We're trying to find closer IRQs for the CPUs which were removed from
the affinity of the IRQ currently being moved.

[...]
> > +		/* We could continue into NUMA node distances, but for now
> > +		 * we give up. */
> 
>   What are the consequences of giving up ? Does not happen ? Should
>   not happen ? Will break ? Don't care ? ....

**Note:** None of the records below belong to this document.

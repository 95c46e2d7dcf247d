//! Nmap XML output parsing with bounded recovery of truncated documents

use quick_xml::Reader;
use quick_xml::events::Event;
use serde::Deserialize;

use crate::{HostInfo, PortRecord};

const ROOT_ELEMENT: &str = "nmaprun";

// Minimal Nmap XML schema: only the parts turned into records

#[derive(Debug, Deserialize)]
struct NmapRun {
    #[serde(rename = "host", default)]
    hosts: Vec<Host>,
}

#[derive(Debug, Deserialize)]
struct Host {
    status: Option<HostStatus>,
    #[serde(rename = "address", default)]
    addresses: Vec<Address>,
    hostnames: Option<Hostnames>,
    ports: Option<Ports>,
}

#[derive(Debug, Deserialize)]
struct HostStatus {
    #[serde(rename = "@state")]
    state: Option<String>,
}

#[derive(Debug, Deserialize)]
struct Address {
    #[serde(rename = "@addr")]
    addr: Option<String>,
    #[serde(rename = "@addrtype")]
    addr_type: Option<String>,
}

#[derive(Debug, Deserialize)]
struct Hostnames {
    #[serde(rename = "hostname", default)]
    entries: Vec<Hostname>,
}

#[derive(Debug, Deserialize)]
struct Hostname {
    #[serde(rename = "@name")]
    name: Option<String>,
}

#[derive(Debug, Deserialize)]
struct Ports {
    #[serde(rename = "port", default)]
    entries: Vec<Port>,
}

#[derive(Debug, Deserialize)]
struct Port {
    #[serde(rename = "@portid")]
    portid: u16,
    #[serde(rename = "@protocol")]
    protocol: String,
    state: Option<PortState>,
    service: Option<Service>,
}

#[derive(Debug, Deserialize)]
struct PortState {
    #[serde(rename = "@state")]
    state: String,
}

#[derive(Debug, Deserialize)]
struct Service {
    #[serde(rename = "@name")]
    name: Option<String>,
    #[serde(rename = "@product")]
    product: Option<String>,
    #[serde(rename = "@version")]
    version: Option<String>,
    #[serde(rename = "@extrainfo")]
    extra_info: Option<String>,
}

/// Records extracted from one document
#[derive(Debug, Clone, Default, PartialEq)]
pub struct ParsedScan {
    /// Open ports only
    pub ports: Vec<PortRecord>,
    pub hosts: Vec<HostInfo>,
}

/// Result of parsing tool output, recovery included
#[derive(Debug, Clone, PartialEq)]
pub enum MarkupParse {
    /// The document parsed as-is
    Clean(ParsedScan),
    /// The document was truncated and a repaired prefix parsed
    Recovered { scan: ParsedScan, error: String },
    /// Neither the document nor its repair parsed. Carries the original error.
    Unrecoverable { error: String },
}

/// Parse output, attempting a single repair of truncated markup on failure
pub fn parse_with_recovery(xml: &str) -> MarkupParse {
    let error = match parse_document(xml) {
        Ok(scan) => return MarkupParse::Clean(scan),
        Err(e) => e,
    };

    let Some(repaired) = repair_truncated(xml) else {
        return MarkupParse::Unrecoverable { error };
    };

    match parse_document(&repaired) {
        Ok(scan) => MarkupParse::Recovered { scan, error },
        Err(recovery_error) => {
            tracing::debug!(error = %recovery_error, "XML recovery failed");
            MarkupParse::Unrecoverable { error }
        }
    }
}

/// Parse a complete document. Truncated or ill-formed markup is an error.
pub fn parse_document(xml: &str) -> Result<ParsedScan, String> {
    let outline = outline(xml)?;
    match outline.root.as_deref() {
        None => return Err(format!("no {} element found", ROOT_ELEMENT)),
        Some(ROOT_ELEMENT) => {}
        Some(other) => return Err(format!("unexpected root element <{}>", other)),
    }
    if let Some(innermost) = outline.open.last() {
        return Err(format!(
            "unexpected end of document with <{}> still open",
            innermost
        ));
    }

    let run: NmapRun = quick_xml::de::from_str(xml).map_err(|e| e.to_string())?;
    Ok(extract(run))
}

/// Cut the document after its last complete closing tag and close every
/// element still open at that point.
///
/// Returns `None` when no closing tag survives or the prefix is itself
/// ill-formed, so callers make exactly one repair attempt.
pub fn repair_truncated(xml: &str) -> Option<String> {
    let end = last_closing_tag_end(xml)?;
    let mut repaired = xml[..end].to_string();

    let outline = outline(&repaired).ok()?;
    outline.root.as_ref()?;
    for name in outline.open.iter().rev() {
        repaired.push_str("</");
        repaired.push_str(name);
        repaired.push('>');
    }
    Some(repaired)
}

/// Byte offset just past the last complete `</name>` in `xml`
fn last_closing_tag_end(xml: &str) -> Option<usize> {
    let mut search_end = xml.len();
    while let Some(start) = xml[..search_end].rfind("</") {
        if let Some(close) = xml[start..].find('>') {
            let name = &xml[start + 2..start + close];
            if !name.is_empty() && !name.contains('<') {
                return Some(start + close + 1);
            }
        }
        search_end = start;
    }
    None
}

/// Element structure of a (possibly truncated) document
struct Outline {
    root: Option<String>,
    /// Elements still open at end of input, outermost first
    open: Vec<String>,
}

fn outline(xml: &str) -> Result<Outline, String> {
    let mut reader = Reader::from_str(xml);
    let mut root = None;
    let mut open: Vec<String> = Vec::new();

    loop {
        match reader.read_event() {
            Ok(Event::Start(e)) => {
                let name = String::from_utf8_lossy(e.name().as_ref()).into_owned();
                if root.is_none() {
                    root = Some(name.clone());
                }
                open.push(name);
            }
            Ok(Event::Empty(e)) => {
                if root.is_none() {
                    root = Some(String::from_utf8_lossy(e.name().as_ref()).into_owned());
                }
            }
            Ok(Event::End(_)) => {
                open.pop();
            }
            Ok(Event::Eof) => break,
            Ok(_) => {}
            Err(e) => return Err(e.to_string()),
        }
    }

    Ok(Outline { root, open })
}

fn extract(run: NmapRun) -> ParsedScan {
    let mut scan = ParsedScan::default();

    for host in run.hosts {
        let address = host.addresses.into_iter().next();
        scan.hosts.push(HostInfo {
            status: host.status.and_then(|s| s.state),
            address: address.as_ref().and_then(|a| a.addr.clone()),
            address_type: address.and_then(|a| a.addr_type),
            hostnames: host
                .hostnames
                .map(|h| h.entries.into_iter().filter_map(|n| n.name).collect())
                .unwrap_or_default(),
        });

        let ports = host.ports.map(|p| p.entries).unwrap_or_default();
        for port in ports {
            let is_open = port.state.as_ref().is_some_and(|s| s.state == "open");
            if !is_open {
                continue;
            }
            let service = port.service;
            scan.ports.push(PortRecord {
                port: port.portid,
                protocol: port.protocol,
                service: service.as_ref().and_then(|s| s.name.clone()),
                product: service.as_ref().and_then(|s| s.product.clone()),
                version: service.as_ref().and_then(|s| s.version.clone()),
                extra_info: service.and_then(|s| s.extra_info),
            });
        }
    }

    scan
}
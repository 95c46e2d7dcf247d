//! Scan command implementation

use anyhow::{Context, Result, bail};
use std::path::{Path, PathBuf};
use std::sync::Arc;

use xenora::coordinator::ScanCoordinator;
use xenora::config::Config;
use xenora::probe::TokioProcessRunner;
use xenora::sink::{JsonFileSink, run_and_store};
use xenora::{ScanOutcome, Severity, TargetMetadata};

/// Options for one `xenora scan` invocation
pub struct ScanArgs {
    pub host: String,
    pub scheme: Option<String>,
    pub sequential: bool,
    pub output_dir: Option<PathBuf>,
    pub json: bool,
}

/// Run one scan against `host` and print the outcome
pub async fn scan_command(work_dir: &Path, config_path: Option<&Path>, args: ScanArgs) -> Result<()> {
    let mut config = Config::load(config_path, work_dir)?;
    if args.sequential {
        config.scan.parallel = false;
    }

    let host = args.host.trim();
    if host.is_empty() || host.contains("://") || host.contains('/') {
        bail!("Expected a bare hostname or IP address, got: {}", args.host);
    }
    let scheme = match args.scheme.as_deref() {
        None => None,
        Some(s @ ("http" | "https")) => Some(s.to_string()),
        Some(other) => bail!("Unsupported scheme: {} (expected http or https)", other),
    };

    let metadata = TargetMetadata::for_host(host, scheme);
    let coordinator = ScanCoordinator::new(&config, Arc::new(TokioProcessRunner::new()));

    let outcome = match &args.output_dir {
        Some(dir) => {
            let sink = JsonFileSink::new(dir);
            let outcome = run_and_store(&coordinator, &sink, &args.host, &metadata).await;
            tracing::info!(path = %sink.path_for(outcome.scan_id).display(), "Scan saved");
            outcome
        }
        None => coordinator.scan(&args.host, &metadata).await,
    };

    if args.json {
        let json = serde_json::to_string_pretty(&outcome).context("Failed to serialize outcome")?;
        println!("{}", json);
    } else {
        print_summary(&outcome);
    }

    Ok(())
}

fn print_summary(outcome: &ScanOutcome) {
    println!("Scan {} of {}", outcome.scan_id, outcome.target);
    println!(
        "  Status: {}  Risk: {:.2} ({})  Duration: {:.2}s",
        outcome.status, outcome.risk_score, outcome.summary.risk_level, outcome.duration
    );
    if let Some(error) = &outcome.error {
        println!("  Error: {}", error);
    }

    println!("\nOpen ports ({}, {}):", outcome.port.records.len(), outcome.port.status);
    for port in &outcome.port.records {
        let service = [
            port.service.as_deref(),
            port.product.as_deref(),
            port.version.as_deref(),
        ]
        .into_iter()
        .flatten()
        .collect::<Vec<_>>()
        .join(" ");
        println!("  {}/{}  {}", port.port, port.protocol, service);
    }

    let dist = &outcome.summary.severity_distribution;
    println!(
        "\nVulnerabilities ({}, {}):",
        outcome.summary.total_vulnerabilities, outcome.vuln.status
    );
    for severity in Severity::ALL {
        let count = dist.get(severity);
        if count > 0 {
            println!("  {:<8} {}", severity.as_str(), count);
        }
    }
    for vuln in &outcome.vuln.records {
        let name = vuln
            .name
            .as_deref()
            .or(vuln.template_id.as_deref())
            .unwrap_or("unnamed");
        let location = vuln.matched_at.as_deref().unwrap_or("-");
        println!("  [{}] {} at {}", vuln.severity, name, location);
    }
}
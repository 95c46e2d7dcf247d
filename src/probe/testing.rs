//! Scripted in-memory process backend for probe tests

use async_trait::async_trait;
use std::collections::VecDeque;
use std::sync::atomic::{AtomicUsize, Ordering};
use std::sync::{Arc, Mutex};

use super::runner::{ExitInfo, ProcessError, ProcessHandle, ProcessRunner, ToolCommand};

/// What one started process will do
#[derive(Debug, Clone)]
pub(crate) enum Script {
    Output {
        chunks: Vec<Vec<u8>>,
        exit_code: Option<i32>,
        stderr: String,
        hang: bool,
    },
    NotFound,
    Panic,
}

impl Script {
    /// Emit `text` as a single chunk and exit 0
    pub(crate) fn output(text: &str) -> Self {
        Script::Output {
            chunks: vec![text.as_bytes().to_vec()],
            exit_code: Some(0),
            stderr: String::new(),
            hang: false,
        }
    }

    /// Emit each line (newline-terminated) as its own chunk and exit 0
    pub(crate) fn lines(lines: &[&str]) -> Self {
        Script::Output {
            chunks: lines.iter().map(|l| format!("{}\n", l).into_bytes()).collect(),
            exit_code: Some(0),
            stderr: String::new(),
            hang: false,
        }
    }

    pub(crate) fn chunks(chunks: Vec<Vec<u8>>) -> Self {
        Script::Output {
            chunks,
            exit_code: Some(0),
            stderr: String::new(),
            hang: false,
        }
    }

    /// Produce no output and exit with `code`
    pub(crate) fn exit(code: i32, stderr: &str) -> Self {
        Script::Output {
            chunks: Vec::new(),
            exit_code: Some(code),
            stderr: stderr.to_string(),
            hang: false,
        }
    }

    /// Produce no output and never exit
    pub(crate) fn hang() -> Self {
        Script::Output {
            chunks: Vec::new(),
            exit_code: None,
            stderr: String::new(),
            hang: true,
        }
    }

    /// Keep the stream open after the scripted output
    pub(crate) fn then_hang(self) -> Self {
        match self {
            Script::Output {
                chunks,
                exit_code,
                stderr,
                ..
            } => Script::Output {
                chunks,
                exit_code,
                stderr,
                hang: true,
            },
            other => other,
        }
    }

    pub(crate) fn with_exit(self, code: i32, stderr_text: &str) -> Self {
        match self {
            Script::Output { chunks, hang, .. } => Script::Output {
                chunks,
                exit_code: Some(code),
                stderr: stderr_text.to_string(),
                hang,
            },
            other => other,
        }
    }
}

/// Replays scripts in order; the last one repeats
pub(crate) struct FakeRunner {
    scripts: Mutex<VecDeque<Script>>,
    starts: AtomicUsize,
    kills: Arc<AtomicUsize>,
    commands: Mutex<Vec<ToolCommand>>,
}

impl FakeRunner {
    pub(crate) fn new(scripts: Vec<Script>) -> Arc<Self> {
        Arc::new(Self {
            scripts: Mutex::new(scripts.into()),
            starts: AtomicUsize::new(0),
            kills: Arc::new(AtomicUsize::new(0)),
            commands: Mutex::new(Vec::new()),
        })
    }

    pub(crate) fn starts(&self) -> usize {
        self.starts.load(Ordering::SeqCst)
    }

    pub(crate) fn kills(&self) -> usize {
        self.kills.load(Ordering::SeqCst)
    }

    pub(crate) fn last_command(&self) -> Option<ToolCommand> {
        self.commands.lock().unwrap().last().cloned()
    }

    fn next_script(&self) -> Script {
        let mut scripts = self.scripts.lock().unwrap();
        if scripts.len() > 1 {
            scripts.pop_front().unwrap()
        } else {
            scripts.front().cloned().unwrap_or_else(Script::hang)
        }
    }
}

#[async_trait]
impl ProcessRunner for FakeRunner {
    async fn start(&self, command: &ToolCommand) -> Result<Box<dyn ProcessHandle>, ProcessError> {
        self.starts.fetch_add(1, Ordering::SeqCst);
        self.commands.lock().unwrap().push(command.clone());

        match self.next_script() {
            Script::NotFound => Err(ProcessError::ToolNotFound(command.program.clone())),
            Script::Panic => panic!("scripted runner panic"),
            Script::Output {
                chunks,
                exit_code,
                stderr,
                hang,
            } => Ok(Box::new(FakeHandle {
                chunks: chunks.into(),
                exit_code,
                stderr,
                hang,
                killed: false,
                kills: Arc::clone(&self.kills),
            })),
        }
    }
}

struct FakeHandle {
    chunks: VecDeque<Vec<u8>>,
    exit_code: Option<i32>,
    stderr: String,
    hang: bool,
    killed: bool,
    kills: Arc<AtomicUsize>,
}

#[async_trait]
impl ProcessHandle for FakeHandle {
    async fn read_chunk(&mut self, max_bytes: usize) -> Result<Option<Vec<u8>>, ProcessError> {
        if self.killed {
            return Ok(None);
        }
        match self.chunks.pop_front() {
            Some(mut chunk) => {
                if chunk.len() > max_bytes {
                    let rest = chunk.split_off(max_bytes);
                    self.chunks.push_front(rest);
                }
                Ok(Some(chunk))
            }
            None if self.hang => std::future::pending().await,
            None => Ok(None),
        }
    }

    async fn kill(&mut self) -> Result<(), ProcessError> {
        if !self.killed {
            self.killed = true;
            self.kills.fetch_add(1, Ordering::SeqCst);
        }
        Ok(())
    }

    async fn wait(&mut self) -> Result<ExitInfo, ProcessError> {
        if self.killed {
            return Ok(ExitInfo {
                code: None,
                stderr: self.stderr.clone(),
            });
        }
        if self.hang {
            return std::future::pending().await;
        }
        Ok(ExitInfo {
            code: self.exit_code,
            stderr: self.stderr.clone(),
        })
    }
}
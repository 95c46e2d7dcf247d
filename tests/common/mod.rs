//! Shared test utilities: stand-in nmap/nuclei executables

use std::fs;
use std::os::unix::fs::PermissionsExt;
use std::path::{Path, PathBuf};
use tempfile::TempDir;

use xenora::config::Config;

pub const NMAP_XML: &str = r#"<?xml version="1.0" encoding="UTF-8"?>
<!DOCTYPE nmaprun>
<nmaprun scanner="nmap" args="nmap -sT -sV -T5 -Pn --open -oX - 127.0.0.1" version="7.94" xmloutputversion="1.05">
<scaninfo type="connect" protocol="tcp" numservices="1000" services="1-1000"/>
<host><status state="up" reason="user-set" reason_ttl="0"/>
<address addr="127.0.0.1" addrtype="ipv4"/>
<hostnames>
<hostname name="localhost" type="PTR"/>
</hostnames>
<ports>
<port protocol="tcp" portid="22"><state state="open" reason="syn-ack" reason_ttl="0"/><service name="ssh" product="OpenSSH" version="9.6p1" method="probed" conf="10"/></port>
<port protocol="tcp" portid="8080"><state state="open" reason="syn-ack" reason_ttl="0"/><service name="http" product="nginx" version="1.24.0" method="probed" conf="10"/></port>
</ports>
</host>
<runstats><finished time="1700000020" elapsed="1.50" exit="success"/><hosts up="1" down="0" total="1"/></runstats>
</nmaprun>
"#;

pub const NUCLEI_JSONL: &str = r#"[INF] Current nuclei version: v3.1.0
{"template-id":"git-config","info":{"name":"Git Config File Exposure","severity":"medium","tags":["config","git","exposure"]},"type":"http","host":"http://127.0.0.1","matched-at":"http://127.0.0.1/.git/config"}
{"template-id":"CVE-2023-0001","info":{"name":"Example RCE","severity":"critical","classification":{"cve-id":["CVE-2023-0001"],"cvss-score":9.8}},"type":"http","host":"http://127.0.0.1","matched-at":"http://127.0.0.1/api"}
"#;

/// Directory holding executable stand-ins for the scanning tools
pub struct FakeTools {
    pub dir: TempDir,
}

impl FakeTools {
    pub fn new() -> Self {
        Self {
            dir: TempDir::new().expect("Failed to create temp dir"),
        }
    }

    /// Write an executable `/bin/sh` script named `name`
    pub fn script(&self, name: &str, body: &str) -> PathBuf {
        let path = self.dir.path().join(name);
        fs::write(&path, format!("#!/bin/sh\n{}\n", body)).expect("Failed to write script");
        let mut perms = fs::metadata(&path).expect("Failed to stat script").permissions();
        perms.set_mode(0o755);
        fs::set_permissions(&path, perms).expect("Failed to chmod script");
        path
    }

    /// A tool that prints `output` verbatim and exits 0
    pub fn printing(&self, name: &str, output: &str) -> PathBuf {
        let data = self.dir.path().join(format!("{}.out", name));
        fs::write(&data, output).expect("Failed to write tool output");
        self.script(name, &format!("cat '{}'", data.display()))
    }

    /// A tool that never finishes on its own
    pub fn hanging(&self, name: &str) -> PathBuf {
        self.script(name, "exec sleep 30")
    }

    /// A tool that appends to `<name>.count` and fails each run
    pub fn failing(&self, name: &str, stderr: &str) -> PathBuf {
        let counter = self.counter_path(name);
        self.script(
            name,
            &format!("echo run >> '{}'\necho '{}' >&2\nexit 1", counter.display(), stderr),
        )
    }

    pub fn counter_path(&self, name: &str) -> PathBuf {
        self.dir.path().join(format!("{}.count", name))
    }

    /// Number of times a `failing` tool was started
    pub fn runs(&self, name: &str) -> usize {
        fs::read_to_string(self.counter_path(name))
            .map(|s| s.lines().count())
            .unwrap_or(0)
    }
}

/// Config pointing both probes at the given executables, with short timers
pub fn config_with_tools(nmap: &Path, nuclei: &Path) -> Config {
    let mut config = Config::default();
    config.port.binary = nmap.display().to_string();
    config.port.retry_delay_secs = 0;
    config.port.timeout_secs = 5;
    config.port.attempt_grace_secs = 1;
    config.vuln.binary = nuclei.display().to_string();
    config.vuln.timeout_secs = 10;
    config.scan.global_scan_timeout_secs = 20;
    config
}
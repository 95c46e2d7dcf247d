//! Xenora - port and vulnerability probe orchestration
//!
//! Xenora runs two external security tools against one target and folds
//! their output into a single outcome with a bounded risk score.
//!
//! ## Components
//!
//! - **Probes** ([`probe`]): nmap for open ports and services, nuclei for
//!   template matches. Each owns its child process and always returns a
//!   terminal result, even on timeout, truncated output or a missing tool.
//! - **Risk** ([`risk`]): pure scoring of both probes' findings.
//! - **Coordinator** ([`coordinator`]): admission control, the global scan
//!   deadline and status merging.
//! - **Sink** ([`sink`]): persistence of finished outcomes.

pub mod config;
pub mod coordinator;
pub mod domain;
pub mod probe;
pub mod risk;
pub mod sink;

pub use domain::*;
impl VulnProbe {
    pub fn new(runner: Arc<dyn ProcessRunner>, settings: VulnProbeSettings) -> Self {
        let timeout = settings.timeout();
        Self {
            runner,
            settings,
            timeout,
        }
    }

    /// Override the wall-clock deadline of a run
    pub fn with_timeout(mut self, timeout: Duration) -> Self {
        self.timeout = timeout;
        self
    }

    fn rate_limit_for(&self, url: &str) -> u32 {
        if is_loopback_host(url_host(url)) {
            self.settings.loopback_rate_limit
        } else {
            self.settings.rate_limit
        }
    }

    /// Full command line for a run against `url`
    pub fn build_command(&self, url: &str) -> ToolCommand {
        let mut command = ToolCommand::new(&self.settings.binary)
            .args(["-u", url, "-jsonl", "-silent", "-no-color"])
            .arg("-rl")
            .arg(self.rate_limit_for(url).to_string())
            .arg("-timeout")
            .arg(self.settings.request_timeout_secs.to_string())
            .arg("-retries")
            .arg(self.settings.max_retries.to_string())
            .arg("-no-interactsh");

        if !self.settings.severity_filter.is_empty() {
            command = command
                .arg("-severity")
                .arg(self.settings.severity_filter.join(","));
        }
        if let Some(templates) = &self.settings.templates {
            command = command.arg("-t").arg(templates);
        }
        command
    }

    /// Scan `url` (must carry a scheme). Always returns a terminal result.
    pub async fn scan(&self, url: &str, cancel: &CancellationToken) -> VulnResult {
        let started = Instant::now();
        let deadline = started + self.timeout;
        let command = self.build_command(url);

        tracing::info!(
            target_url = %url,
            rate_limit = self.rate_limit_for(url),
            timeout_secs = self.timeout.as_secs(),
            "Starting vulnerability probe"
        );
        tracing::debug!(command = %command.display(), "Launching nuclei");

        let mut handle = match self.runner.start(&command).await {
            Ok(handle) => handle,
            Err(e) => {
                let err = ProbeError::from_process(TOOL, e);
                tracing::error!(target_url = %url, error = %err, "Vulnerability probe failed to start");
                return VulnResult::failed(url, err.to_string());
            }
        };

        let mut state = StreamState::new(
            self.settings.max_buffer_size,
            self.settings.max_vulnerabilities,
        );

        let end = loop {
            let read = tokio::select! {
                biased;
                _ = cancel.cancelled() => break StreamEnd::Cancelled,
                _ = tokio::time::sleep_until(deadline) => break StreamEnd::Deadline,
                read = handle.read_chunk(self.settings.chunk_size) => read,
            };
            match read {
                Ok(Some(chunk)) => {
                    if !state.ingest(&chunk) {
                        break StreamEnd::CapReached;
                    }
                }
                Ok(None) => break StreamEnd::Eof,
                Err(e) => break StreamEnd::ReadFailed(e),
            }
        };

        let mut error = None;
        let mut note = None;
        match end {
            StreamEnd::Eof => {
                state.finish();
                match tokio::time::timeout_at(deadline, handle.wait()).await {
                    Ok(Ok(exit)) if !exit.success() => {
                        let err = ProbeError::ToolNonZeroExit {
                            tool: TOOL.to_string(),
                            code: exit.code,
                            stderr: exit.stderr,
                        };
                        if state.records.is_empty() {
                            error = Some(err);
                        } else {
                            tracing::warn!(
                                target_url = %url,
                                error = %err,
                                "nuclei exited non-zero after reporting findings"
                            );
                            note = Some(err.to_string());
                        }
                    }
                    Ok(Ok(_)) => {}
                    Ok(Err(e)) => {
                        tracing::warn!(error = %e, "Failed to reap nuclei");
                    }
                    Err(_) => {
                        stop(handle.as_mut()).await;
                        note = Some(self.deadline_note());
                    }
                }
            }
            StreamEnd::CapReached => {
                stop(handle.as_mut()).await;
                tracing::warn!(
                    target_url = %url,
                    cap = self.settings.max_vulnerabilities,
                    "Finding cap reached, stopping nuclei"
                );
                note = Some(format!(
                    "Stopped after reaching the cap of {} findings",
                    self.settings.max_vulnerabilities
                ));
            }
            StreamEnd::Deadline => {
                stop(handle.as_mut()).await;
                tracing::warn!(
                    target_url = %url,
                    findings = state.records.len(),
                    "nuclei deadline reached, keeping parsed findings"
                );
                note = Some(self.deadline_note());
            }
            StreamEnd::Cancelled => {
                stop(handle.as_mut()).await;
                note = Some("Cancelled before nuclei finished".to_string());
            }
            StreamEnd::ReadFailed(e) => {
                stop(handle.as_mut()).await;
                error = Some(ProbeError::from_process(TOOL, e));
            }
        }

        let duration = started.elapsed().as_secs_f64();
        let stats = ProbeStats {
            lines_processed: Some(state.lines_processed),
            parse_errors: Some(state.parse_errors),
            buffer_overflows: Some(state.buffer.overflows()),
            duration_secs: Some((duration * 100.0).round() / 100.0),
            note,
            ..Default::default()
        };

        let result = match error {
            Some(err) => {
                tracing::error!(target_url = %url, error = %err, "Vulnerability probe failed");
                VulnResult::new(err.status(), url, state.records).with_error(err.to_string())
            }
            None => VulnResult::new(state.status(), url, state.records),
        };

        tracing::info!(
            target_url = %url,
            status = %result.status,
            findings = result.records.len(),
            lines = state.lines_processed,
            parse_errors = state.parse_errors,
            "Vulnerability probe finished"
        );

        result.with_stats(stats)
    }

    fn deadline_note(&self) -> String {
        format!(
            "Deadline of {}s reached, results may be incomplete",
            self.timeout.as_secs()
        )
    }
}
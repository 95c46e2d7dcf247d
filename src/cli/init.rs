//! Init command implementation

use anyhow::{Context, Result, bail};
use std::path::{Path, PathBuf};

use xenora::config::Config;

/// Default configuration content for xenora init
pub const DEFAULT_CONFIG: &str = r#"# Xenora Configuration
# =====================
#
# Every key is optional; missing keys fall back to the values shown here.

# ============================================================================
# SCAN - Admission control and global deadline
# ============================================================================
#
#   max_concurrent_scans     - Scans allowed to run at the same time (default: 3)
#   global_scan_timeout_secs - Budget for one scan, both probes combined (default: 600)
#   parallel                 - Run both probes concurrently (default: true)

[scan]
max_concurrent_scans = 3
global_scan_timeout_secs = 600
parallel = true

# ============================================================================
# PORT - Port and service discovery (nmap)
# ============================================================================
#
# An attempt that exits non-zero is retried after retry_delay_secs.
# Each attempt is killed after timeout_secs + attempt_grace_secs.

[port]
binary = "nmap"
timeout_secs = 180
timing = "T4"
# Used instead of `timing` for localhost / 127.0.0.0/8 targets
loopback_timing = "T5"
max_retries = 2
retry_delay_secs = 2
attempt_grace_secs = 10
max_output_bytes = 16777216

# ============================================================================
# VULN - Vulnerability templates (nuclei)
# ============================================================================
#
# Findings are parsed while the tool runs. Reaching max_vulnerabilities or
# timeout_secs stops the tool and keeps what was parsed so far.

[vuln]
binary = "nuclei"
timeout_secs = 300
rate_limit = 50
loopback_rate_limit = 200
request_timeout_secs = 5
max_retries = 1
max_vulnerabilities = 1000
chunk_size = 8192
max_buffer_size = 1048576
# Restrict reported severities, e.g. ["critical", "high"]. Empty means all.
severity_filter = []
# templates = "/path/to/templates"

# ============================================================================
# RISK - Score = 10 * raw / (raw + normalization_k)
# ============================================================================

[risk]
cvss_multiplier = 0.15
open_port_factor = 0.05
max_port_contribution = 1.0
normalization_k = 15.0

[risk.weights]
critical = 5.0
high = 3.0
medium = 2.0
low = 1.0
info = 0.5
unknown = 0.5
"#;

/// Write the default configuration file (global unless `--config` is given)
pub async fn init_command(config_path: Option<PathBuf>, force: bool) -> Result<()> {
    let config_path = config_path.unwrap_or_else(Config::global_config_path);
    write_default_config(&config_path, force)?;
    println!("Created: {}", config_path.display());
    Ok(())
}

fn write_default_config(path: &Path, force: bool) -> Result<()> {
    if path.exists() && !force {
        bail!(
            "Configuration already exists: {}\nUse --force to overwrite.",
            path.display()
        );
    }

    Config::from_toml_str(DEFAULT_CONFIG).context("Built-in default config is invalid")?;
    Config::write_atomic(path, DEFAULT_CONFIG)?;
    tracing::info!(path = %path.display(), "Wrote default configuration");
    Ok(())
}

Poor choice of closest IRQ.  Nothing disastrous.

> > +	}
> 
>   This is called from irq_set_affinity() with desc->lock held and
>   interrupts disabled. You're not serious about that, are you ?
> 
>   Damned, there are two iterations over each online cpu and another
>   one over the affinity mask. Did you ever extrapolate how long that
>   runs on a really large machine ?

No, and I know this sucks.  So, do you want to suggest anything better?
Should I look at building those CPU distance maps (trading space for
time)?

>   If CPU affinity of an IRQ changes, then it does not matter if one or
>   two interrupts end up in the wrong space. Those changes are not
>   happening every other interrupt.
> 
> > +}
> > +
> > +/**
> > + *	alloc_irq_group - allocate IRQ group
> > + *	@size:		Size of the group
> 
>   size of what ? I guess number of interrupts, right ?

Right.

> > + *	@flags:		Allocation flags e.g. %GFP_KERNEL
> > + */
> > +struct irq_group *alloc_irq_group(unsigned int size, gfp_t flags)
> > +{
> > +	struct irq_group *group =
> > +		kzalloc(sizeof(*group) + size * sizeof(group->irq[0]), flags);
> > +	int cpu;
> > +
> > +	if (!group)
> > +		return NULL;
> > +
> > +	/* Initially assign CPUs to IRQs on a rota */
> > +	for (cpu = 0; cpu < NR_CPUS; cpu++) {
> > +		group->closest[cpu].index = cpu % size;
> 
>   So here we randomly assign index with the lower cpu numbers no
>   matter whether they are online or possible ?

Doesn't matter, because we're mapping CPUs to IRQs not the other way
round.

> > +		group->closest[cpu].dist = IRQ_CPU_DIST_INF;
> > +	}
> > +
> > +	group->size = size;
> > +	return group;
> > +}
> > +EXPORT_SYMBOL(alloc_irq_group);
> 
>   EXPORT_SYMBOL_GPL if at all. Same for the other exports
> 
> > +
> > +/**
> > + *	free_irq_group - free IRQ group
> > + *	@group:		IRQ group allocated with alloc_irq_group(), or %NULL
> 
>   How is this serialized or sanity checked against free_irq() ?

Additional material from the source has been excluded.